Sembrava nato con un tremendo fuoco addosso, una smania incessante di consumare se stesso. Soltanto il gioco d’azzardo e l’assassinio potevano placarla. E man mano che Ziya si consumava, si convinceva di diventare più potente e comandare il destino. Non si sarebbe potuto accontentare di nulla di meno. (p. 166)
Quando si leggono storie intense, si “corre” la fortuna di affezionarsi fortemente a qualche personaggio e, nel caso de I dadi, ultimo lavoro del prolifico scrittore turco Ahmet Altan, non amare Ziya, il giovane protagonista, è impossibile. È un ragazzo coraggioso, leale, che sa conquistare il rispetto di tutti e sa anche nutrirlo nei confronti di chi lo merita, anche se si tratta di una donna.

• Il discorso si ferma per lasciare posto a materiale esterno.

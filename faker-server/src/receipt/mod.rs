//! 小票记录与字段提取

pub mod extractor;
pub mod model;

pub use extractor::{ReceiptFields, TIMESTAMP_FORMAT, extract_fields, now_timestamp};
pub use model::{JobHints, Receipt};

I dadi è un romanzo di formazione, intenso, coinvolgente e, a mio parere, anche struggente, perché ha sin dalle prime pagine quella malinconia tipica che accompagna le vite degli eroi puri e maledetti. È scritto in terza persona e tratta di una storia veramente accaduta ambientata in una Turchia lontana nel tempo, quella della crisi dell’impero ottomano e del gran vizir. Su questo sfondo si muove il giovane Ziya, che, per vendicare la morte dell’amato fratello Arif, uccide l’assassino di lui e viene perciò condannato all’ergastolo, in un penitenziario sul Mar Nero, a Sinop. È proprio tra le pareti delle carceri che il giovane, per curiosità e per noia, si avvicina al gioco d’azzardo, a quell’ebbrezza sospesa tra un lancio di dadi e l’altro che decide la sua insperata vittoria o la sua più cocente sconfitta:
Se pure gli avessero strappato via tutto, la vita, la giovinezza, il futuro, aveva scoperto una cosa che non potevano togliergli: i dadi. Quando li agitava nella mano la vita si fermava, eppure il tempo subiva un’accelerazione. […] Man mano si aggrappava sempre più stretto al gioco d’azzardo, arrivando a provare quasi un senso di gratitudine per i dadi. (pp. 35-36)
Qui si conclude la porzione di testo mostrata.